You don’t. Not really. You know Jack cares, if only because it’s in his blood to do so. His basic human empathy is what made him such a good doctor. You just aren’t sure that he cares about you in the way you thought he did — in the way you wanted him to — and you’re not quite sure how to voice that to Robby now.
“He’s busy right now,” you answer instead, still half-hidden behind the icepack. “Too busy for me, and I don’t wanna bother him, so… Just drop it.”
Robby flashes you a sympathetic smile that you don’t see as he swipes at the last bit of blood from your skin. “I know he may not act like it, kid, but he does care about you.”
“You’re right,” you mumble. “He doesn’t act like it—”
Jack Abbot bursts into the room like a red-hot flame through a burning house. His broad chest heaves with panted breaths beneath the thin navy shirt he wears in place of his tactical gear, though his camo pants still sit heavy on his waist.
His wild eyes scan your form. “What the hell’s going on in here?” he blurts.
You glare at Robby from behind the icepack. “I hate you.”
“Yeah, I know…” the man sighs, dropping the crumpled wipe into the trash beside him.
“What happened?” Jack presses, more firmly this time.
“Nothing,” you murmur shyly, unable to meet his gaze when he towers at your bedside with his hands on his hips. “It’s not the first time someone’s swung at me—”
“Yeah, but it’s the first time it’s been this bad. Bad enough that someone had to come get me,” Jack argues, made a bit harsher with the concern pinching at his chest. His head whips over his shoulder. “Who the hell did this?”
“Some guy from Chairs, I think,” Robby shrugs. “Name’s Driscoll. Ahmad’s already handling it. He’ll deal with the police.”
“Good,” Jack nods, firm in a way you’ve always adored about him. He was inherently resolute where you were perpetually indecisive. It mostly came in handy when you struggled to figure out what to eat for dinner, not usually in situations like this. “‘Cause we’re pressing charges on this asshole, alright?”
“Honestly, Jack, I don’t care what you do…” you sigh. “But my head is really starting to hurt, and I really don’t feel like handling this right now.”

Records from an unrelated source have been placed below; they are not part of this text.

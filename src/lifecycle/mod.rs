//! Lifecycle controller
//!
//! Wires the route table, queue, worker and feed together, and tears them
//! down in order: stop ingress, let the worker finish its current job,
//! discard what is left, close the store, disconnect from the broker.

mod shutdown;
mod signal;


use std::fmt;
use std::sync::Arc;
use std::time::Duration;

use parking_lot::Mutex;
use tokio::task::JoinHandle;
use tracing::{error, info, warn};

use crate::config::{Config, ConfigError};
use crate::feed::{FeedClient, FeedHandle, FeedPublisher, FeedStatus};
use crate::pipeline::{
    DeliveryNotifier, DeliveryQueue, DeliveryStats, DeliveryWorker, IngressListener, JobReceiver,
    QueueMonitor, RetryPolicy, StatsSnapshot,
};
use crate::routing::{RouteError, RouteTable};
use crate::store::DocumentStore;

pub use shutdown::ShutdownFlag;
pub use signal::wait_for_termination;

/// Startup failure
#[derive(Debug)]
pub enum BridgeError {
    Config(ConfigError),
    Route(RouteError),
}

impl fmt::Display for BridgeError {
    fn fmt(&self, f: &mut fmt::Formatter<'_>) -> fmt::Result {
        match self {
            BridgeError::Config(e) => write!(f, "{}", e),
            BridgeError::Route(e) => write!(f, "Invalid route: {}", e),
        }
    }
}

impl std::error::Error for BridgeError {
    fn source(&self) -> Option<&(dyn std::error::Error + 'static)> {
        match self {
            BridgeError::Config(e) => Some(e),
            BridgeError::Route(e) => Some(e),
        }
    }
}

impl From<ConfigError> for BridgeError {
    fn from(e: ConfigError) -> Self {
        BridgeError::Config(e)
    }
}

impl From<RouteError> for BridgeError {
    fn from(e: RouteError) -> Self {
        BridgeError::Route(e)
    }
}

/// Summary of a completed shutdown
#[derive(Debug, Clone, Copy, PartialEq, Eq)]
pub struct ShutdownReport {
    /// Jobs still queued when the worker stopped
    pub discarded: usize,
    /// The worker missed its deadline and was aborted
    pub worker_aborted: bool,
    pub stats: StatsSnapshot,
}

struct Running {
    worker: JoinHandle<JobReceiver>,
    feed: FeedHandle,
}

/// A running bridge
pub struct Bridge {
    routes: Arc<RouteTable>,
    stats: Arc<DeliveryStats>,
    shutdown: ShutdownFlag,
    queue: QueueMonitor,
    store: Arc<dyn DocumentStore>,
    worker_deadline: Duration,
    feed_grace: Duration,
    running: Mutex<Option<Running>>,
}

impl Bridge {
    /// Validate the configuration, then spawn the worker and the feed
    ///
    /// Must be called from inside a tokio runtime. Nothing touches the
    /// network before validation passes.
    pub fn start(config: &Config, store: Arc<dyn DocumentStore>) -> Result<Self, BridgeError> {
        config.validate_startup()?;

        let routes = Arc::new(RouteTable::from_config(
            config.routing.match_mode,
            &config.route,
        )?);
        let base_url = config.store.resolve_base_url().ok_or_else(|| {
            ConfigError::Validation("store.app_name or store.base_url is required".to_string())
        })?;

        let (sender, receiver) = DeliveryQueue::unbounded();
        let queue = sender.monitor();
        let stats = DeliveryStats::new();
        let shutdown = ShutdownFlag::new();
        let (publisher, commands) = FeedPublisher::channel();

        let delivery = &config.delivery;
        let mut worker = DeliveryWorker::new(
            receiver,
            store.clone(),
            base_url.clone(),
            shutdown.clone(),
            stats.clone(),
        )
        .with_policy(RetryPolicy::from_config(delivery))
        .with_dry_run(delivery.dry_run)
        .with_idle_timeout(delivery.idle_timeout);
        if config.mqtt.notify_topic.is_some() || config.mqtt.error_topic.is_some() {
            worker = worker.with_notifier(DeliveryNotifier::new(
                publisher,
                config.mqtt.notify_topic.clone(),
                config.mqtt.error_topic.clone(),
            ));
        }
        let worker = tokio::spawn(worker.run());

        let ingress = Arc::new(IngressListener::new(
            routes.clone(),
            sender,
            shutdown.clone(),
            stats.clone(),
        ));
        let feed = FeedClient::new(config.mqtt.clone(), routes.filters()).spawn(ingress, commands);

        info!(
            broker = %config.mqtt.address,
            store = %base_url,
            dry_run = delivery.dry_run,
            "Bridge started"
        );
        info!(
            "  Routes ({} matching, first match wins):",
            routes.mode()
        );
        for route in routes.iter() {
            let child = if route.appends_topic_as_child() {
                "/<subtopic>"
            } else {
                ""
            };
            info!("    {} -> {}{}", route.pattern(), route.destination(), child);
        }

        Ok(Self {
            routes,
            stats,
            shutdown,
            queue,
            store,
            worker_deadline: delivery.shutdown_deadline(),
            feed_grace: delivery.shutdown_grace,
            running: Mutex::new(Some(Running { worker, feed })),
        })
    }

    pub fn routes(&self) -> &RouteTable {
        &self.routes
    }

    pub fn stats(&self) -> StatsSnapshot {
        self.stats.snapshot()
    }

    /// Jobs waiting for the worker
    pub fn pending(&self) -> usize {
        self.queue.pending()
    }

    pub fn feed_status(&self) -> FeedStatus {
        self.running
            .lock()
            .as_ref()
            .map_or(FeedStatus::Disconnected, |running| running.feed.status())
    }

    pub fn is_shutting_down(&self) -> bool {
        self.shutdown.is_set()
    }

    /// Stop the bridge
    ///
    /// Returns `None` when a shutdown already ran.
    pub async fn shutdown(&self) -> Option<ShutdownReport> {
        let running = self.running.lock().take()?;
        info!("Shutting down bridge");

        self.shutdown.trigger();

        let abort = running.worker.abort_handle();
        let (discarded, worker_aborted) =
            match tokio::time::timeout(self.worker_deadline, running.worker).await {
                Ok(Ok(mut queue)) => (queue.discard_remaining(), false),
                Ok(Err(e)) => {
                    error!("Delivery worker failed: {}", e);
                    (self.queue.pending(), true)
                }
                Err(_) => {
                    warn!(
                        "Delivery worker did not stop within {:?}, aborting",
                        self.worker_deadline
                    );
                    abort.abort();
                    (self.queue.pending(), true)
                }
            };

        self.stats.record_discarded(discarded);
        if discarded > 0 {
            warn!(discarded, "Undelivered jobs discarded");
        }

        self.store.close().await;
        running.feed.disconnect(self.feed_grace).await;

        let report = ShutdownReport {
            discarded,
            worker_aborted,
            stats: self.stats.snapshot(),
        };
        info!(
            delivered = report.stats.delivered,
            abandoned = report.stats.abandoned,
            discarded = report.discarded,
            "Shutdown complete"
        );
        Some(report)
    }
}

“On it,” Robby nods, taking the hint and stalking out of the room. He shuts the curtains after him and dims the light as he goes. The noise of the Pitt muffles again when the door closes behind him, leaving you and Jack alone in the not-quite-silence and the not-quite-dark.
“Here. C’mon,” the man urges suddenly, motioning with his chin. “Make room for me.”
“What?” you ask, eyes squinted in confusion as the man turns to sit on the edge of the twin-sized bed, adjusting his prosthetic to swing it over the side.
He gives you an expectant look over his shoulder. “Scooch,” is all he says, in a strangely strong voice despite the very silly command.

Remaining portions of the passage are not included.